Congressional Progressive Caucus Leader,
speaking to reporters last Friday>
“It’s a huge departure from
business as usual.
Progressives have a veto over
what
Democrats pass in the House.
"It’s the beginning of an era
of
progressive governance
that will shift power to working people.”
“They didn’t have any following,”
Pelosi told
New York Times columnist Maureen Dowd.
“They’re four
people and that’s how many votes they got.” Harsh, but fair—their
legislative threats went nowhere.”
<Nancy Pelosi, Speaker of the House,
reflecting on "the before times">
“Many people are misinformed.
Or maybe they misunderstood the progressive movement.
"The thing about the progressive movement is
we’re challenging how Washington historically has worked. We’re pushing back and saying ‘hell no.'”

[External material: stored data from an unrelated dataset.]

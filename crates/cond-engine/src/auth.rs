// SPDX-License-Identifier: MIT
// Copyright (c) 2026 Conductor Contributors

//! C2 Auth Gate: every public operation presents a `password`, compared
//! against the process-wide configured secret before any other work runs.

use crate::error::EngineError;

/// Constant-time byte comparison — the gate should not leak how many
/// leading bytes of an incorrect password matched via timing.
fn constant_time_eq(a: &[u8], b: &[u8]) -> bool {
    if a.len() != b.len() {
        return false;
    }
    let mut diff = 0u8;
    for (x, y) in a.iter().zip(b.iter()) {
        diff |= x ^ y;
    }
    diff == 0
}

/// Check `password` against `secret`. Absence of a configured secret is
/// itself a fatal `ServerMisconfigured`, distinct from `Unauthorized`.
pub fn check(secret: Option<&str>, password: &str) -> Result<(), EngineError> {
    let secret = secret.ok_or(EngineError::ServerMisconfigured)?;
    if constant_time_eq(password.as_bytes(), secret.as_bytes()) {
        Ok(())
    } else {
        Err(EngineError::Unauthorized)
    }
}

#[cfg(test)]
#[path = "auth_tests.rs"]
mod tests;
// SPDX-License-Identifier: MIT
// Copyright (c) 2026 Conductor Contributors

use std::sync::Arc;

use cond_core::FakeClock;
use cond_engine::Engine;

use super::*;
use crate::protocol::Request;

const PW: &str = "s3cret";

fn engine() -> Engine {
    Engine::in_memory(Arc::new(FakeClock::new()), Some(PW.to_string()))
}

#[test]
fn ping_always_answers_pong_even_with_the_wrong_password() {
    let response = dispatch(&engine(), "nope", Request::Ping);
    assert!(matches!(response, Response::Pong));
}

#[test]
fn unauthorized_requests_become_error_responses_not_panics() {
    let response = dispatch(
        &engine(),
        "nope",
        Request::NamespaceCreate { name: "acme".into(), description: None },
    );
    match response {
        Response::Error { message } => assert!(message.contains("unauthorized")),
        other => panic!("unexpected response: {other:?}"),
    }
}

#[test]
fn namespace_create_then_get_round_trips_through_dispatch() {
    let engine = engine();
    let created = dispatch(
        &engine,
        PW,
        Request::NamespaceCreate { name: "acme".into(), description: Some("desc".into()) },
    );
    let id = match created {
        Response::NamespaceCreated { id } => id,
        other => panic!("unexpected response: {other:?}"),
    };

    let fetched = dispatch(&engine, PW, Request::NamespaceGet { id });
    match fetched {
        Response::Namespace { namespace } => {
            assert_eq!(namespace.id, id);
            assert_eq!(namespace.name, "acme");
        }
        other => panic!("unexpected response: {other:?}"),
    }
}

#[test]
fn scheduler_watch_queue_is_rejected_outside_a_streaming_connection() {
    let response = dispatch(
        &engine(),
        PW,
        Request::SchedulerWatchQueue { namespace_id: cond_core::NamespaceId::new() },
    );
    match response {
        Response::Error { message } => assert!(message.contains("streaming")),
        other => panic!("unexpected response: {other:?}"),
    }
}

#[test]
fn get_ready_jobs_on_an_empty_namespace_is_an_empty_list() {
    let engine = engine();
    let created = dispatch(&engine, PW, Request::NamespaceCreate { name: "acme".into(), description: None });
    let namespace_id = match created {
        Response::NamespaceCreated { id } => id,
        other => panic!("unexpected response: {other:?}"),
    };
    let response = dispatch(&engine, PW, Request::SchedulerGetReadyJobs { namespace_id });
    match response {
        Response::ReadyJobs { ready_jobs } => assert!(ready_jobs.is_empty()),
        other => panic!("unexpected response: {other:?}"),
    }
}
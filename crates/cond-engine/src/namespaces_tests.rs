// SPDX-License-Identifier: MIT
// Copyright (c) 2026 Conductor Contributors

use std::sync::Arc;

use cond_core::FakeClock;
use cond_store::Store;

use crate::Engine;

const PW: &str = "s3cret";

fn engine() -> Engine {
    Engine::new(Store::new(Arc::new(FakeClock::new())), Some(PW.to_string()))
}

#[test]
fn wrong_password_is_rejected_before_any_mutation() {
    let engine = engine();
    let err = engine.create_namespace("nope", "acme", None).unwrap_err();
    assert!(matches!(err, crate::EngineError::Unauthorized));
    assert!(engine.list_namespaces(PW).unwrap().is_empty());
}

#[test]
fn create_is_idempotent_on_name() {
    let engine = engine();
    let first = engine.create_namespace(PW, "acme", None).unwrap();
    let second = engine.create_namespace(PW, "acme", Some("ignored".into())).unwrap();
    assert_eq!(first, second);
    assert_eq!(engine.list_namespaces(PW).unwrap().len(), 1);
}

#[test]
fn get_by_name_and_by_id_agree() {
    let engine = engine();
    let id = engine.create_namespace(PW, "acme", None).unwrap();
    let by_id = engine.get_namespace(PW, id).unwrap();
    let by_name = engine.get_namespace_by_name(PW, "acme").unwrap();
    assert_eq!(by_id.id, by_name.id);
}

#[test]
fn update_patches_only_given_fields() {
    let engine = engine();
    let id = engine.create_namespace(PW, "acme", Some("desc".into())).unwrap();
    let updated = engine.update_namespace(PW, id, Some("acme-2".into()), None).unwrap();
    assert_eq!(updated.name, "acme-2");
    assert_eq!(updated.description.as_deref(), Some("desc"));
}

#[test]
fn remove_unknown_namespace_is_not_found() {
    let engine = engine();
    let err = engine.get_namespace(PW, cond_core::NamespaceId::new()).unwrap_err();
    assert!(matches!(err, crate::EngineError::Core(cond_core::CoreError::NotFound { .. })));
}

#[test]
fn backfill_recomputes_drifted_counters() {
    let engine = engine();
    let ns_id = engine.create_namespace(PW, "acme", None).unwrap();
    let assignment_id = engine.create_assignment(PW, ns_id, "ship it", false, None).unwrap();

    // Simulate drift directly in the store.
    engine.store().mutate(|state| {
        if let Some(namespace) = state.get_namespace_mut(ns_id) {
            namespace.assignment_counts.pending = 99;
        }
    });

    engine.backfill_namespace_counts(PW).unwrap();
    let namespace = engine.get_namespace(PW, ns_id).unwrap();
    assert_eq!(namespace.assignment_counts.pending, 1);
    let _ = assignment_id;
}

<U.S. Rep. Jamaal Bowman (D-NY),
addressing the implications
of last week's progressive revolt>
“For one year?” the New York progressive
asked rhetorically.
“Instead of them asking everyone
to cater to themselves,
why don't we come to this process
as equal partners?” she said.
<U.S. Rep. Alexandria Ocasio-Cortez (D-NY),
responding to reporters' queries
on her feelings of Sen. Joe Manchin's
$1.5 trillion "counteroffer">
“If progressives are treated as adversaries,
all you’re left with
is the disrupter role to play.
"But if progressives are treated as allies,
we can really help deliver things.”
<U.S. Rep. Jared Huffman (D-CA),
speaking to Mother Jones:
"What If The Progressive Revolt...
Isn't A Revolt At All?"
(10/01/21)>
Well, it's been a couple of years since The Highwayman last graced these pages, back in the fall of 2019, but our favorite outsider artist this back, with an honest-to-goodness strip this time -- and it's a doozy, if you ask me! If you've seen The Highwayman's cartoons here before, you know what to expect -- no fuss, no muss, no messing around, much like the original '76-'77 punk explosion, whose vapor trails still ricochet loudly across these pages.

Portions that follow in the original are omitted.